Historical Studies in Education/Revue d’histoire de l’éducation 11:2 (Fall/automne 1999)

In Mary Kinnear’s own words,

I take women who had historical lives and see how they experience the past through their work—the women themselves are at the centre of my analysis. I describe first who the women in Manitoba were and then the cultural, economic expectations they were supposed to meet. I assess women’s education and training, their domestic and farm work, their participation in the paid labour force, and their volunteer public service.

Kinnear defines “work” as any activity culminating in a service or product, whether or not that activity is paid. Beyond the orthodox criterion of payment, work thus includes farming, child-rearing, housework and volunteer public service. Kinnear relies on Nancy Cott’s definition of feminism—belief in equality with men, a conviction that gender roles are socially constructed, and recognition of gender consciousness—but makes it clear that prairie women in this period were especially affected by ethnicity, class, marriage, geographic location, and immigrant status. Although prairie society was predominantly British, attitudes were coloured by cultural norms from Eastern Europe. Women sometimes kept their marital status a secret, and some women of Jewish extraction hid this part of their identity. Kinnear’s use of definitions helps to show links between these various factors.

Kinnear emphasizes one essential difference between rural and urban living. Contrary to the popular assumption that farm wives had a more difficult role than women living in urban areas, she argues that rural women saw themselves as equal partners with their husbands, who well knew that the family could not survive economically without women’s work.

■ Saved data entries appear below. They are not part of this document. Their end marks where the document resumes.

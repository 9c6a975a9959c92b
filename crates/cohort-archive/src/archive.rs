//! Archive content and its JSON file form.

use std::path::Path;

use cohort_core::Entity;
use cohort_core::Guid;
use cohort_core::MetadataCollectionId;
use cohort_core::Relationship;
use cohort_core::TypeDef;
use cohort_core::TypeDefPatch;
use serde::Deserialize;
use serde::Serialize;
use snafu::ResultExt;

use crate::error::DecodeSnafu;
use crate::error::EncodeSnafu;
use crate::error::IoSnafu;
use crate::error::Result;

#[derive(Debug, Clone, Copy, PartialEq, Eq, Default, Serialize, Deserialize)]
#[serde(rename_all = "snake_case")]
pub enum ArchiveType {
    /// Reusable definitions and reference content.
    #[default]
    ContentPack,
    /// A copy of a repository's metadata.
    MetadataExport,
}

#[derive(Debug, Clone, PartialEq, Eq, Serialize, Deserialize)]
pub struct ArchiveProperties {
    pub guid: Guid,
    pub name: String,
    #[serde(default)]
    pub description: String,
    #[serde(default)]
    pub archive_type: ArchiveType,
    #[serde(default)]
    pub originator_name: String,
    /// Unix milliseconds.
    #[serde(default)]
    pub creation_date_ms: u64,
    /// GUIDs of archives that must be loaded first.
    #[serde(default, skip_serializing_if = "Vec::is_empty")]
    pub depends_on: Vec<Guid>,
}

impl ArchiveProperties {
    /// The metadata collection id instances in this archive are homed at.
    pub fn home(&self) -> MetadataCollectionId {
        MetadataCollectionId::new(self.guid.as_str())
    }
}

#[derive(Debug, Clone, Default, PartialEq, Eq, Serialize, Deserialize)]
pub struct ArchiveTypeStore {
    #[serde(default)]
    pub typedefs: Vec<TypeDef>,
    /// Applied in order after every TypeDef.
    #[serde(default)]
    pub patches: Vec<TypeDefPatch>,
}

#[derive(Debug, Clone, Default, PartialEq, Serialize, Deserialize)]
pub struct ArchiveInstanceStore {
    #[serde(default)]
    pub entities: Vec<Entity>,
    #[serde(default)]
    pub relationships: Vec<Relationship>,
}

/// A self-contained bundle of TypeDefs, patches and instances.
#[derive(Debug, Clone, PartialEq, Serialize, Deserialize)]
pub struct MetadataArchive {
    pub properties: ArchiveProperties,
    #[serde(default)]
    pub type_store: ArchiveTypeStore,
    #[serde(default)]
    pub instance_store: ArchiveInstanceStore,
}

pub async fn read_archive_file(path: &Path) -> Result<MetadataArchive> {
    let bytes = tokio::fs::read(path).await.context(IoSnafu { path })?;
    serde_json::from_slice(&bytes).context(DecodeSnafu { path })
}

pub async fn write_archive_file(path: &Path, archive: &MetadataArchive) -> Result<()> {
    let bytes = serde_json::to_vec_pretty(archive).context(EncodeSnafu)?;
    tokio::fs::write(path, bytes).await.context(IoSnafu { path })
}
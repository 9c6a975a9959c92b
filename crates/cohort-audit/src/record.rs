//! Audit records and the message catalogue they are rendered from.

use std::fmt;

use cohort_core::MetadataCollectionId;
use serde::Deserialize;
use serde::Serialize;

#[derive(Debug, Clone, Copy, PartialEq, Eq, Hash, Serialize, Deserialize)]
#[serde(rename_all = "snake_case")]
pub enum Severity {
    Information,
    Event,
    Decision,
    Action,
    Error,
    Exception,
    Security,
    Startup,
    Shutdown,
}

impl Severity {
    /// Whether records of this severity are mirrored at error level.
    pub fn is_error(self) -> bool {
        matches!(self, Severity::Error | Severity::Exception | Severity::Security)
    }
}

impl fmt::Display for Severity {
    fn fmt(&self, f: &mut fmt::Formatter<'_>) -> fmt::Result {
        let s = match self {
            Severity::Information => "Information",
            Severity::Event => "Event",
            Severity::Decision => "Decision",
            Severity::Action => "Action",
            Severity::Error => "Error",
            Severity::Exception => "Exception",
            Severity::Security => "Security",
            Severity::Startup => "Startup",
            Severity::Shutdown => "Shutdown",
        };
        f.write_str(s)
    }
}

/// Cohort component that wrote a record.
#[derive(Debug, Clone, Copy, PartialEq, Eq, Hash, Serialize, Deserialize)]
#[serde(rename_all = "snake_case")]
pub enum AuditComponent {
    Node,
    EventBus,
    CohortRegistry,
    TypeDefManager,
    InstanceReplication,
    Federation,
    ArchiveLoader,
}

impl AuditComponent {
    pub fn id(self) -> u32 {
        match self {
            AuditComponent::Node => 1,
            AuditComponent::EventBus => 2,
            AuditComponent::CohortRegistry => 3,
            AuditComponent::TypeDefManager => 4,
            AuditComponent::InstanceReplication => 5,
            AuditComponent::Federation => 6,
            AuditComponent::ArchiveLoader => 7,
        }
    }

    pub fn name(self) -> &'static str {
        match self {
            AuditComponent::Node => "Cohort Node",
            AuditComponent::EventBus => "Event Bus",
            AuditComponent::CohortRegistry => "Cohort Registry",
            AuditComponent::TypeDefManager => "TypeDef Manager",
            AuditComponent::InstanceReplication => "Instance Replication Processor",
            AuditComponent::Federation => "Enterprise Federation Engine",
            AuditComponent::ArchiveLoader => "Archive Loader",
        }
    }
}

impl fmt::Display for AuditComponent {
    fn fmt(&self, f: &mut fmt::Formatter<'_>) -> fmt::Result {
        f.write_str(self.name())
    }
}

/// Server that wrote a record.
#[derive(Debug, Clone, PartialEq, Eq, Serialize, Deserialize)]
pub struct AuditOriginator {
    pub server_name: String,
    pub metadata_collection_id: MetadataCollectionId,
}

/// One entry of a component's message catalogue.
///
/// Templates use positional parameters: `{0}`, `{1}`, ...
#[derive(Debug, Clone, Copy, PartialEq, Eq)]
pub struct AuditCode {
    pub message_id: &'static str,
    pub severity: Severity,
    pub message_template: &'static str,
    pub system_action: &'static str,
    pub user_action: &'static str,
}

impl AuditCode {
    /// Render the template, leaving unmatched placeholders in place.
    pub fn format(&self, params: &[&(dyn fmt::Display + Sync)]) -> String {
        let mut message = self.message_template.to_string();
        for (idx, param) in params.iter().enumerate() {
            message = message.replace(&format!("{{{idx}}}"), &param.to_string());
        }
        message
    }
}

/// An immutable audit record.
#[derive(Debug, Clone, PartialEq, Eq, Serialize, Deserialize)]
pub struct AuditLogRecord {
    pub record_id: String,
    pub timestamp_ms: u64,
    pub originator: AuditOriginator,
    pub component: AuditComponent,
    pub severity: Severity,
    pub message_id: String,
    pub formatted_message: String,
    pub system_action: String,
    pub user_action: String,
    #[serde(default, skip_serializing_if = "Vec::is_empty")]
    pub additional_information: Vec<String>,
    #[serde(default, skip_serializing_if = "Option::is_none")]
    pub exception_detail: Option<String>,
}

Although urban areas saw greater mechanization of household tasks coupled with higher standards of cleanliness, women who stayed at home while their husbands went out to waged occupations were not considered equal partners.

Education and training were crucial to women who wanted to improve their status and gain access to the paid economy. Kinnear cites a number of milestones: the introduction of compulsory education (with English as the single language of instruction) in 1916; curriculum development during the interwar years to include courses in vocational education, domestic science, and home economics; and post-World War II expanded accessibility and greater standardization of educational opportunity. Most young women did get an elementary education, but few went on to the secondary level. Career opportunities for independent women consisted chiefly of nursing and teaching—both poorly paid and conducted under strict male supervision. As the economy changed, women were able to take up other employments: sales jobs in stores like Eaton’s and Simpson Sears, and clerical work, as type-writing became prominent and acceptable.

Kinnear stresses the gendered nature of work. Women were housekeepers and mothers first, even when employed outside the home. Women were considered to be dependent on their fathers and their husbands. That there were single women and single mothers was viewed as simply unfortunate.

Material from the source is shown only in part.